Your instructions – Stop after the line with "use heapless::Vec;"; until then, please copy every line of the records word for word from the first.

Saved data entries
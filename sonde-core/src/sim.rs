//! Scripted line simulation
//!
//! A [`SimPin`] and a [`SimDelay`] share one virtual microsecond clock.
//! Delays advance the clock; each pin sample reads the scripted level at
//! the current time and then advances the clock by the sample cost, the
//! way a real `digitalRead` takes a few cycles.
//!
//! The script starts at t = 0 with its first segment and the line idles
//! HIGH once the script is exhausted.

use core::cell::Cell;

use heapless::Vec;
use sonde_hal::uart::StopBits;
use sonde_hal::{BusyWait, InputPin};

/// Maximum number of level segments in a script
pub const MAX_SEGMENTS: usize = 512;

/// Script has no room for more segments
#[derive(Debug, Clone, Copy, PartialEq, Eq)]
#[cfg_attr(feature = "defmt", derive(defmt::Format))]
pub struct ScriptFull;

/// Constant line level for a duration
#[derive(Debug, Clone, Copy, PartialEq, Eq)]
#[cfg_attr(feature = "defmt", derive(defmt::Format))]
pub struct Segment {
    pub high: bool,
    pub duration_us: u32,
}

/// Virtual microsecond clock
#[derive(Debug, Default)]
pub struct SimClock {
    now_us: Cell<u64>,
}

impl SimClock {
    /// Create a clock at t = 0
    pub fn new() -> Self {
        Self::default()
    }

    /// Current time
    pub fn now_us(&self) -> u64 {
        self.now_us.get()
    }

    /// Move time forward
    pub fn advance(&self, us: u32) {
        self.now_us.set(self.now_us.get() + us as u64);
    }

    /// Rewind to t = 0
    pub fn reset(&self) {
        self.now_us.set(0);
    }
}

/// Level-over-time description of a serial line
#[derive(Debug, Clone, Default)]
pub struct LineScript {
    segments: Vec<Segment, MAX_SEGMENTS>,
}

impl LineScript {
    /// Create an empty script (line idles HIGH forever)
    pub fn new() -> Self {
        Self::default()
    }

    /// Hold the line at `high` for `duration_us`
    ///
    /// Adjacent segments of the same level are merged.
    pub fn level(&mut self, high: bool, duration_us: u32) -> Result<&mut Self, ScriptFull> {
        let merge = matches!(self.segments.last(), Some(last) if last.high == high);
        if merge {
            if let Some(last) = self.segments.last_mut() {
                last.duration_us += duration_us;
            }
        } else {
            self.segments
                .push(Segment { high, duration_us })
                .map_err(|_| ScriptFull)?;
        }
        Ok(self)
    }

    /// Hold the line idle (HIGH)
    pub fn idle(&mut self, duration_us: u32) -> Result<&mut Self, ScriptFull> {
        self.level(true, duration_us)
    }

    /// Transmit one 8-bit frame, LSB first, with a bit period of `bit_us`
    pub fn frame(
        &mut self,
        byte: u8,
        bit_us: u32,
        stop_bits: StopBits,
    ) -> Result<&mut Self, ScriptFull> {
        self.level(false, bit_us)?;
        for bit in 0..8 {
            self.level(byte & (1 << bit) != 0, bit_us)?;
        }
        self.level(true, bit_us * stop_bits.count() as u32)
    }

    /// Transmit frames back to back
    pub fn frames(
        &mut self,
        bytes: &[u8],
        bit_us: u32,
        stop_bits: StopBits,
    ) -> Result<&mut Self, ScriptFull> {
        for &byte in bytes {
            self.frame(byte, bit_us, stop_bits)?;
        }
        Ok(self)
    }

    /// Total scripted duration
    pub fn duration_us(&self) -> u64 {
        self.segments.iter().map(|s| s.duration_us as u64).sum()
    }

    /// Line level at time `t_us`
    pub fn level_at(&self, t_us: u64) -> bool {
        let mut start = 0u64;
        for segment in &self.segments {
            let end = start + segment.duration_us as u64;
            if t_us < end {
                return segment.high;
            }
            start = end;
        }
        true
    }
}

/// Simulated input pin reading a [`LineScript`]
pub struct SimPin<'a> {
    clock: &'a SimClock,
    script: &'a LineScript,
    sample_cost_us: u32,
    samples: u32,
}

impl<'a> SimPin<'a> {
    /// Default time consumed by one sample
    pub const DEFAULT_SAMPLE_COST_US: u32 = 1;

    /// Create a pin with the default sample cost
    pub fn new(clock: &'a SimClock, script: &'a LineScript) -> Self {
        Self::with_sample_cost(clock, script, Self::DEFAULT_SAMPLE_COST_US)
    }

    /// Create a pin whose samples each take `sample_cost_us`
    pub fn with_sample_cost(clock: &'a SimClock, script: &'a LineScript, sample_cost_us: u32) -> Self {
        Self {
            clock,
            script,
            sample_cost_us,
            samples: 0,
        }
    }

    /// Number of samples taken
    pub fn samples(&self) -> u32 {
        self.samples
    }
}

impl InputPin for SimPin<'_> {
    fn is_high(&mut self) -> bool {
        let level = self.script.level_at(self.clock.now_us());
        self.clock.advance(self.sample_cost_us);
        self.samples += 1;
        level
    }
}

/// Simulated busy-wait advancing a [`SimClock`]
pub struct SimDelay<'a> {
    clock: &'a SimClock,
}

impl<'a> SimDelay<'a> {
    pub fn new(clock: &'a SimClock) -> Self {
        Self { clock }
    }
}

impl BusyWait for SimDelay<'_> {
    fn wait_us(&mut self, us: u32) {
        self.clock.advance(us);
    }
}
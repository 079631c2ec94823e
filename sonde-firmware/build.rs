//! Build script for sonde-firmware
//!
//! - Sets up linker search paths for memory.x
//! - Validates sonde.toml at compile time

use std::env;
use std::fs::{self, File};
use std::io::Write;
use std::path::{Path, PathBuf};

use sonde_core::config::{parse_config, ConfigError, ParseErrorKind};

fn main() {
    setup_linker();
    validate_config();
}

/// Set up linker search paths for memory.x
fn setup_linker() {
    let out_dir = PathBuf::from(env::var("OUT_DIR").unwrap());

    // Copy memory.x to the output directory
    let memory_x = include_bytes!("memory.x");
    let mut f = File::create(out_dir.join("memory.x")).unwrap();
    f.write_all(memory_x).unwrap();

    // Tell rustc where to find memory.x
    println!("cargo:rustc-link-search={}", out_dir.display());

    println!("cargo:rustc-link-arg-bins=--nmagic");
    println!("cargo:rustc-link-arg-bins=-Tlink.x");
    println!("cargo:rustc-link-arg-bins=-Tdefmt.x");

    // Re-run if memory.x changes
    println!("cargo:rerun-if-changed=memory.x");
    println!("cargo:rerun-if-changed=build.rs");
}

/// Validate sonde.toml at compile time
fn validate_config() {
    println!("cargo:rerun-if-changed=sonde.toml");

    let config_path = Path::new("sonde.toml");

    if !config_path.exists() {
        panic!(
            "\n\
            ╔══════════════════════════════════════════════════════════════════╗\n\
            ║  ERROR: sonde.toml not found!                                    ║\n\
            ║                                                                  ║\n\
            ║  The firmware embeds its configuration at build time.            ║\n\
            ║  Please create sonde.toml in the sonde-firmware directory.       ║\n\
            ╚══════════════════════════════════════════════════════════════════╝\n"
        );
    }

    let config_content = match fs::read_to_string(config_path) {
        Ok(content) => content,
        Err(e) => {
            panic!(
                "\n\
                ╔══════════════════════════════════════════════════════════════════╗\n\
                ║  ERROR: Failed to read sonde.toml                                ║\n\
                ║                                                                  ║\n\
                ║  Error: {:<56} ║\n\
                ╚══════════════════════════════════════════════════════════════════╝\n",
                e
            );
        }
    };

    // Parse and validate TOML syntax
    if let Err(e) = toml::from_str::<toml::Value>(&config_content) {
        let error_msg = e.to_string();
        panic!(
            "\n\
            ╔══════════════════════════════════════════════════════════════════╗\n\
            ║  ERROR: Invalid TOML syntax in sonde.toml                        ║\n\
            ╠══════════════════════════════════════════════════════════════════╣\n\
            {}\n\
            ╚══════════════════════════════════════════════════════════════════╝\n",
            format_error_lines(&error_msg)
        );
    }

    // The firmware parses the same text at boot; anything it would reject
    // must fail here instead of silently falling back to defaults
    if let Err(error_msg) = validate_with_firmware_parser(&config_content) {
        panic!(
            "\n\
            ╔══════════════════════════════════════════════════════════════════╗\n\
            ║  ERROR: Invalid configuration in sonde.toml                      ║\n\
            ╠══════════════════════════════════════════════════════════════════╣\n\
            {}\n\
            ╚══════════════════════════════════════════════════════════════════╝\n",
            format_error_lines(&error_msg)
        );
    }

    println!("cargo:warning=sonde.toml validated successfully");
}

/// Format error message lines with box drawing
fn format_error_lines(msg: &str) -> String {
    msg.lines()
        .map(|line| {
            let truncated = if line.len() > 64 {
                format!("{}...", &line[..61])
            } else {
                line.to_string()
            };
            format!("║  {:<64} ║", truncated)
        })
        .collect::<Vec<_>>()
        .join("\n")
}

/// Run the firmware's own parser and validation over the config
fn validate_with_firmware_parser(content: &str) -> Result<(), String> {
    let config = parse_config(content).map_err(|e| {
        let what = match e.kind {
            ParseErrorKind::InvalidSection => "malformed [section] header",
            ParseErrorKind::UnknownSection => "unknown section",
            ParseErrorKind::UnknownKey => "unknown key",
            ParseErrorKind::InvalidValue => "value must be an integer or true/false",
            ParseErrorKind::MissingEquals => "expected `key = value`",
        };
        format!("line {}: {}", e.line, what)
    })?;

    config.validate().map_err(|e| match e {
        ConfigError::UnsupportedBaud(baud) => {
            format!("baud {} has no calibrated delays (4800, 9600)", baud)
        }
        ConfigError::InvalidStopBits(n) => format!("stop_bits {} must be 1 or 2", n),
        ConfigError::IdlePollTooLong(us) => {
            format!("idle_poll_us {} must be shorter than a half bit", us)
        }
    })
}
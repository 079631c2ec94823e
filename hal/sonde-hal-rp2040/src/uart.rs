//! Buffered UART receive port
//!
//! The relay polls for bytes without blocking, so the receive side checks
//! `read_ready` before reading.

use embassy_rp::uart::{BufferedUartRx, Error};
use embedded_io::{Read, ReadReady};

/// Receive half of a buffered UART
pub struct RpUartRx {
    rx: BufferedUartRx,
}

impl RpUartRx {
    pub fn new(rx: BufferedUartRx) -> Self {
        Self { rx }
    }
}

impl sonde_hal::UartRx for RpUartRx {
    type Error = Error;

    fn try_read_byte(&mut self) -> Result<Option<u8>, Error> {
        if !self.rx.read_ready()? {
            return Ok(None);
        }
        let mut buf = [0u8; 1];
        let n = self.rx.read(&mut buf)?;
        Ok((n == 1).then_some(buf[0]))
    }
}
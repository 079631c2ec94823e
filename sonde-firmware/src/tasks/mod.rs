//! Embassy tasks
//!
//! Exactly one of these runs, chosen by `[debug] relay` in sonde.toml.

pub mod receiver;
pub mod relay;

pub use receiver::{receiver_task, SondeReceiver};
pub use relay::relay_task;
//! Busy-wait delay
//!
//! `embassy_time::Delay` spins on the time driver without yielding to the
//! executor.

use embassy_time::Delay;
use sonde_hal::delay::HalDelay;

/// Blocking microsecond delay
pub type BlockingDelay = HalDelay<Delay>;

/// Delay on the embassy time driver
pub const fn blocking_delay() -> BlockingDelay {
    HalDelay(Delay)
}
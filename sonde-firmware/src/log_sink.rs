//! Debug output over defmt
//!
//! The debug channel is the RTT log rather than a second UART.

use core::convert::Infallible;

use defmt::info;
use sonde_hal::{DebugSink, UartTx};

/// Status lines as log entries
pub struct DefmtSink;

impl DebugSink for DefmtSink {
    fn write_line(&mut self, line: &str) {
        info!("{=str}", line);
    }
}

/// Relayed bytes as log entries
pub struct DefmtTx;

impl UartTx for DefmtTx {
    type Error = Infallible;

    fn write_blocking(&mut self, data: &[u8]) -> Result<(), Infallible> {
        info!("{=[u8]:a}", data);
        Ok(())
    }

    fn flush(&mut self) -> Result<(), Infallible> {
        Ok(())
    }
}
//! UART serial communication abstractions
//!
//! Provides traits for blocking serial communication that can be
//! implemented by chip-specific HALs, hardware or software-emulated.

/// UART transmitter
pub trait UartTx {
    /// Error type for transmit operations
    type Error;

    /// Write data to the UART
    ///
    /// Blocks until all data has been written or an error occurs.
    fn write_blocking(&mut self, data: &[u8]) -> Result<(), Self::Error>;

    /// Flush any buffered data
    fn flush(&mut self) -> Result<(), Self::Error>;
}

/// UART receiver
pub trait UartRx {
    /// Error type for receive operations
    type Error;

    /// Read one byte if one is waiting, without blocking
    fn try_read_byte(&mut self) -> Result<Option<u8>, Self::Error>;

    /// Start listening on this port
    ///
    /// Software-emulated ports can only receive on one port at a time;
    /// hardware ports are always listening.
    fn listen(&mut self) {}

    /// Check whether this port is the one currently receiving
    fn is_listening(&self) -> bool {
        true
    }
}

/// Number of stop bits
#[derive(Debug, Clone, Copy, PartialEq, Eq, Default)]
#[cfg_attr(feature = "defmt", derive(defmt::Format))]
pub enum StopBits {
    #[default]
    One,
    Two,
}

impl StopBits {
    /// Stop bits as a count
    pub fn count(self) -> u8 {
        match self {
            StopBits::One => 1,
            StopBits::Two => 2,
        }
    }

    /// Parse a stop bit count
    pub fn from_count(count: u8) -> Option<Self> {
        match count {
            1 => Some(StopBits::One),
            2 => Some(StopBits::Two),
            _ => None,
        }
    }
}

Task result –
filename sonde-core/src/sim.rs
//! Scripted line simulation
//!
//! A [`SimPin`] and a [`SimDelay`] share one virtual microsecond clock.
//! Delays advance the clock; each pin sample reads the scripted level at
//! the current time and then advances the clock by the sample cost, the
//! way a real `digitalRead` takes a few cycles.
//!
//! The script starts at t = 0 with its first segment and the line idles
//! HIGH once the script is exhausted.

use core::cell::Cell;

use heapless::Vec;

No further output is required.